La Chica Boom explodes herself (almost)

Multimedia artist brings raw, transformative retrospective to Galeria de la Raza — hot sauce strap-ons included. 

Picante, anyone? Bottle label art from La Chica Boom’s Galeria de la Raza solo show, opening reception Sat/1.

By Caitlin Donohue

ART LOOKS Xandra Ibarra, a.k.a. Bay Area multimedia artist La Chica Boom, has built an international career of parodying microaggressions through her so-called “spictacles,” hyper-racialized performance pieces that blast apart notions of respectability associated with femininity and Latinidad. Think a strap-on harness that brandishes a five-ounce bottle of Tapatio: this is the calling card of La Chica Boom.

Sat/1, 6pm-10pm, marks the official opening reception of Galeria de la Raza’s “Ecdysis: The Molting of a Cucarachica,” Ibarra’s first solo show of its kind. (The exhibition runs through Sept. 6.) The show, which has been installed in Galeria since July 25, features documentation of Ibarra’s post-2012 work, in which she attempted to leave the La Chica Boom era of her art career behind — she felt it was too restrictive — and morph into something new.

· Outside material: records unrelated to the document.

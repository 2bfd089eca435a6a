use std::time::Duration;

use thiserror::Error;

/// Code the node answers with when the requested object does not exist
pub const NOT_FOUND_CODE: i64 = -32000;

#[derive(Error, Debug, Clone, PartialEq, Eq)]
pub enum RpcError {
    #[error("Node unreachable: {0}")]
    Transport(String),

    #[error("Node request timed out after {0:?}")]
    Timeout(Duration),

    #[error("Node error {code}: {message}")]
    Remote { code: i64, message: String },

    #[error("Malformed node response: {0}")]
    Decode(String),
}

impl RpcError {
    /// Whether the same request may succeed later
    pub fn is_retriable(&self) -> bool {
        matches!(self, RpcError::Transport(_) | RpcError::Timeout(_))
    }

    pub fn is_not_found(&self) -> bool {
        matches!(self, RpcError::Remote { code, .. } if *code == NOT_FOUND_CODE)
    }
}

impl From<serde_json::Error> for RpcError {
    fn from(e: serde_json::Error) -> Self {
        RpcError::Decode(e.to_string())
    }
}
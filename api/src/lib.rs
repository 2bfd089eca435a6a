//! Theta Rosetta API
//!
//! axum server exposing the Rosetta Data and Construction APIs on top of a
//! Theta node.

mod error;
pub mod models;
mod routes;
pub mod services;
mod state;

pub use error::{ApiError, ApiResult};
pub use state::{ApiState, ROSETTA_VERSION};

use axum::http::{header::CONTENT_TYPE, Method};
use axum::Router;
use std::net::SocketAddr;
use tower_http::cors::{Any, CorsLayer};
use tower_http::trace::TraceLayer;

/// Router with every endpoint, CORS and request tracing
pub fn create_router(state: ApiState) -> Router {
    let cors = CorsLayer::new()
        .allow_origin(Any)
        .allow_methods([Method::GET, Method::POST])
        .allow_headers([CONTENT_TYPE]);

    routes::create_routes()
        .with_state(state)
        .layer(cors)
        .layer(TraceLayer::new_for_http())
}

pub async fn start_server(addr: SocketAddr, state: ApiState) -> std::io::Result<()> {
    let app = create_router(state);
    let listener = tokio::net::TcpListener::bind(addr).await?;
    tracing::info!(%addr, "rosetta server listening");

    axum::serve(listener, app).await?;

    Ok(())
}
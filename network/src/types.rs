//! Typed views of node responses
//!
//! The node mixes lowercase JSON names with Go's default field names, so
//! most fields carry both.

use num_bigint::BigUint;
use rosetta_core::chain::{BlockStatus, StakePurpose};
use rosetta_core::coins::wei;
use rosetta_core::primitives::flex_u64;
use rosetta_core::{Address, BalanceChange, Coins, Hash};
use serde::{Deserialize, Serialize};
use serde_json::Value;

#[derive(Debug, Clone, Default, Deserialize)]
pub struct NodeStatus {
    #[serde(default)]
    pub chain_id: String,
    #[serde(default)]
    pub peer_id: String,
    #[serde(default)]
    pub latest_finalized_block_hash: Hash,
    #[serde(default, with = "flex_u64")]
    pub latest_finalized_block_height: u64,
    #[serde(default, with = "flex_u64")]
    pub latest_finalized_block_time: u64,
    #[serde(default, with = "flex_u64")]
    pub current_height: u64,
    #[serde(default)]
    pub syncing: bool,
    #[serde(default)]
    pub genesis_block_hash: Hash,
    #[serde(default, with = "flex_u64")]
    pub snapshot_block_height: u64,
    #[serde(default)]
    pub snapshot_block_hash: Hash,
}

#[derive(Debug, Clone, Default, Deserialize)]
pub struct NodeAccount {
    #[serde(default, alias = "Sequence", with = "flex_u64")]
    pub sequence: u64,
    #[serde(default, alias = "Coins")]
    pub coins: Coins,
}

#[derive(Debug, Clone, Default, Deserialize)]
pub struct Receipt {
    #[serde(default, alias = "GasUsed", with = "flex_u64")]
    pub gas_used: u64,
}

#[derive(Debug, Clone, Default, Deserialize)]
pub struct BalanceChangesEntry {
    #[serde(default, alias = "BalanceChanges")]
    pub balance_changes: Vec<BalanceChange>,
}

/// Transaction as embedded in a block
#[derive(Debug, Clone, Deserialize)]
pub struct BlockTx {
    #[serde(default)]
    pub raw: Value,
    #[serde(rename = "type", with = "flex_u64")]
    pub kind: u64,
    pub hash: Hash,
    #[serde(default)]
    pub receipt: Option<Receipt>,
    #[serde(default)]
    pub balance_changes: Option<BalanceChangesEntry>,
}

impl BlockTx {
    pub fn gas_used(&self) -> u64 {
        self.receipt.as_ref().map_or(0, |r| r.gas_used)
    }
}

#[derive(Debug, Clone, Deserialize)]
pub struct NodeBlock {
    #[serde(default)]
    pub chain_id: String,
    #[serde(with = "flex_u64")]
    pub height: u64,
    pub hash: Hash,
    #[serde(default)]
    pub parent: Hash,
    #[serde(default)]
    pub transactions_hash: Hash,
    #[serde(default)]
    pub state_hash: Hash,
    /// Seconds since the epoch
    #[serde(default, with = "flex_u64")]
    pub timestamp: u64,
    #[serde(default)]
    pub proposer: Address,
    pub status: BlockStatus,
    #[serde(default)]
    pub transactions: Option<Vec<BlockTx>>,
}

impl NodeBlock {
    pub fn parent_height(&self) -> u64 {
        self.height.saturating_sub(1)
    }
}

/// Status the node reports for a transaction it has never seen
pub const TX_NOT_FOUND: &str = "not_found";

#[derive(Debug, Clone, Deserialize)]
pub struct NodeTransaction {
    #[serde(default)]
    pub block_hash: Hash,
    #[serde(default, with = "flex_u64")]
    pub block_height: u64,
    #[serde(default)]
    pub status: String,
    #[serde(default)]
    pub hash: Hash,
    #[serde(default, rename = "type", with = "flex_u64")]
    pub kind: u64,
    #[serde(default)]
    pub transaction: Value,
    #[serde(default)]
    pub receipt: Option<Receipt>,
    /// The node spells this key `blance_changes`
    #[serde(default, rename = "blance_changes", alias = "balance_changes")]
    pub balance_changes: Option<BalanceChangesEntry>,
}

impl NodeTransaction {
    pub fn is_found(&self) -> bool {
        !self.status.is_empty() && self.status != TX_NOT_FOUND && !self.transaction.is_null()
    }

    pub fn gas_used(&self) -> u64 {
        self.receipt.as_ref().map_or(0, |r| r.gas_used)
    }
}

#[derive(Debug, Clone, Default, Deserialize)]
pub struct PendingTransactions {
    #[serde(default)]
    pub tx_hashes: Vec<String>,
}

#[derive(Debug, Clone, Default, Deserialize)]
pub struct Peers {
    #[serde(default)]
    pub peers: Vec<String>,
}

#[derive(Debug, Clone, Deserialize)]
pub struct BroadcastResult {
    pub hash: Hash,
}

#[derive(Debug, Clone, PartialEq, Eq, Serialize, Deserialize)]
pub struct Stake {
    #[serde(alias = "Source")]
    pub source: Address,
    #[serde(default, alias = "Amount", with = "wei")]
    pub amount: BigUint,
    #[serde(default, alias = "Withdrawn")]
    pub withdrawn: bool,
    #[serde(default, alias = "ReturnHeight", with = "flex_u64")]
    pub return_height: u64,
}

#[derive(Debug, Clone, Default, Deserialize)]
pub struct StakeHolder {
    #[serde(alias = "Holder")]
    pub holder: Address,
    #[serde(default, alias = "Stakes")]
    pub stakes: Vec<Stake>,
}

#[derive(Debug, Clone, Default, Deserialize)]
pub struct EenpStake {
    #[serde(default)]
    pub stake: Option<Stake>,
}

#[derive(Debug, Clone, Default, Deserialize)]
struct ValidatorPool {
    #[serde(default, rename = "SortedCandidates", alias = "sorted_candidates")]
    candidates: Option<Vec<StakeHolder>>,
}

#[derive(Debug, Clone, Default, Deserialize)]
struct GuardianPool {
    #[serde(default, rename = "SortedGuardians", alias = "sorted_guardians")]
    guardians: Option<Vec<StakeHolder>>,
}

#[derive(Debug, Clone, Deserialize)]
struct VcpPair {
    #[serde(default, rename = "BlockHash", alias = "block_hash")]
    block_hash: Hash,
    #[serde(default, rename = "Vcp", alias = "vcp")]
    vcp: Option<ValidatorPool>,
}

#[derive(Debug, Clone, Deserialize)]
struct GcpPair {
    #[serde(default, rename = "BlockHash", alias = "block_hash")]
    block_hash: Hash,
    #[serde(default, rename = "Gcp", alias = "gcp")]
    gcp: Option<GuardianPool>,
}

#[derive(Debug, Clone, Deserialize)]
struct EenpPair {
    #[serde(default, rename = "BlockHash", alias = "block_hash")]
    block_hash: Hash,
    #[serde(default, rename = "EENs", alias = "eens")]
    eens: Option<Vec<StakeHolder>>,
}

#[derive(Debug, Clone, Default, Deserialize)]
struct VcpResult {
    #[serde(default, rename = "BlockHashVcpPairs")]
    pairs: Option<Vec<VcpPair>>,
}

#[derive(Debug, Clone, Default, Deserialize)]
struct GcpResult {
    #[serde(default, rename = "BlockHashGcpPairs")]
    pairs: Option<Vec<GcpPair>>,
}

#[derive(Debug, Clone, Default, Deserialize)]
struct EenpResult {
    #[serde(default, rename = "BlockHashEenpPairs")]
    pairs: Option<Vec<EenpPair>>,
}

/// Stake holders of one pool as of one block
#[derive(Debug, Clone, Default)]
pub struct PoolSnapshot {
    pub block_hash: Hash,
    pub holders: Vec<StakeHolder>,
}

impl PoolSnapshot {
    /// Stake `source` placed with `holder`
    pub fn find_stake(&self, holder: &Address, source: &Address) -> Option<&Stake> {
        self.holders
            .iter()
            .filter(|h| h.holder == *holder)
            .flat_map(|h| h.stakes.iter())
            .find(|s| s.source == *source)
    }

    /// Withdrawn stakes in pool order
    pub fn withdrawn(&self) -> impl Iterator<Item = (&StakeHolder, &Stake)> {
        self.holders
            .iter()
            .flat_map(|h| h.stakes.iter().map(move |s| (h, s)))
            .filter(|(_, s)| s.withdrawn)
    }
}

/// The three candidate pools a stake can sit in
#[derive(Debug, Clone, Copy, PartialEq, Eq, Hash)]
pub enum StakePool {
    Validator,
    Guardian,
    EliteEdgeNode,
}

impl StakePool {
    pub const ALL: [StakePool; 3] = [
        StakePool::Validator,
        StakePool::Guardian,
        StakePool::EliteEdgeNode,
    ];

    pub fn for_purpose(purpose: StakePurpose) -> Self {
        match purpose {
            StakePurpose::Validator => StakePool::Validator,
            StakePurpose::Guardian => StakePool::Guardian,
            StakePurpose::EliteEdgeNode => StakePool::EliteEdgeNode,
        }
    }

    pub fn purpose(self) -> StakePurpose {
        match self {
            StakePool::Validator => StakePurpose::Validator,
            StakePool::Guardian => StakePurpose::Guardian,
            StakePool::EliteEdgeNode => StakePurpose::EliteEdgeNode,
        }
    }

    /// Short name used in snapshot return identifiers
    pub fn name(self) -> &'static str {
        match self {
            StakePool::Validator => "vcp",
            StakePool::Guardian => "gcp",
            StakePool::EliteEdgeNode => "eenp",
        }
    }

    pub fn method(self) -> &'static str {
        match self {
            StakePool::Validator => "theta.GetVcpByHeight",
            StakePool::Guardian => "theta.GetGcpByHeight",
            StakePool::EliteEdgeNode => "theta.GetEenpByHeight",
        }
    }

    /// First pair of the pool response, which is the one at the requested
    /// height. A null or empty response yields `None`.
    pub fn parse_snapshot(self, value: Value) -> Result<Option<PoolSnapshot>, serde_json::Error> {
        if value.is_null() {
            return Ok(None);
        }
        let snapshot = match self {
            StakePool::Validator => serde_json::from_value::<VcpResult>(value)?
                .pairs
                .and_then(|p| p.into_iter().next())
                .map(|p| PoolSnapshot {
                    block_hash: p.block_hash,
                    holders: p.vcp.and_then(|v| v.candidates).unwrap_or_default(),
                }),
            StakePool::Guardian => serde_json::from_value::<GcpResult>(value)?
                .pairs
                .and_then(|p| p.into_iter().next())
                .map(|p| PoolSnapshot {
                    block_hash: p.block_hash,
                    holders: p.gcp.and_then(|g| g.guardians).unwrap_or_default(),
                }),
            StakePool::EliteEdgeNode => serde_json::from_value::<EenpResult>(value)?
                .pairs
                .and_then(|p| p.into_iter().next())
                .map(|p| PoolSnapshot {
                    block_hash: p.block_hash,
                    holders: p.eens.unwrap_or_default(),
                }),
        };
        Ok(snapshot)
    }
}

That attempt wasn’t entirely successful, although it did make for some great art. Performance photography, video, and original interactive works from the recent, turbulent period will be on view. (Unfortunately, you’ll have to leave the kids at home for this one — the show’s been deemed unsuitable for the under-18 crowd due, among other things, to a clip showing the Tapatio harness in action.)

I had a very candid Skype conversation with Ibarra in which she explained some arresting images from her body of work for 48 Hills.


Performance, Asian Art Museum, 2014.

XANDRA IBARRA: Since my “Fuck My Life” show [at CounterPulse] in 2012 I’ve been obsessed with the idea of molting. I was like, I’m over La Chica Boom and now I’m just going to be a roach lady. Since then I’ve been reading about roaches, studying them. Depending on how long they live, they can molt several times. It’s not a metamorphosis, like a butterfly or a worm that turns into this beautiful thing that flies away. A roach molts its exoskeleton and it looks exactly the fucking same. I was like huh, that feels exactly like my motherfucking life. La Chica Boom is the only way that I’m known. I can never leave her because any time I get invited to perform internationally, or even here in the US, I always have to perform La Chica Boom. They just want to see me do the spictacles.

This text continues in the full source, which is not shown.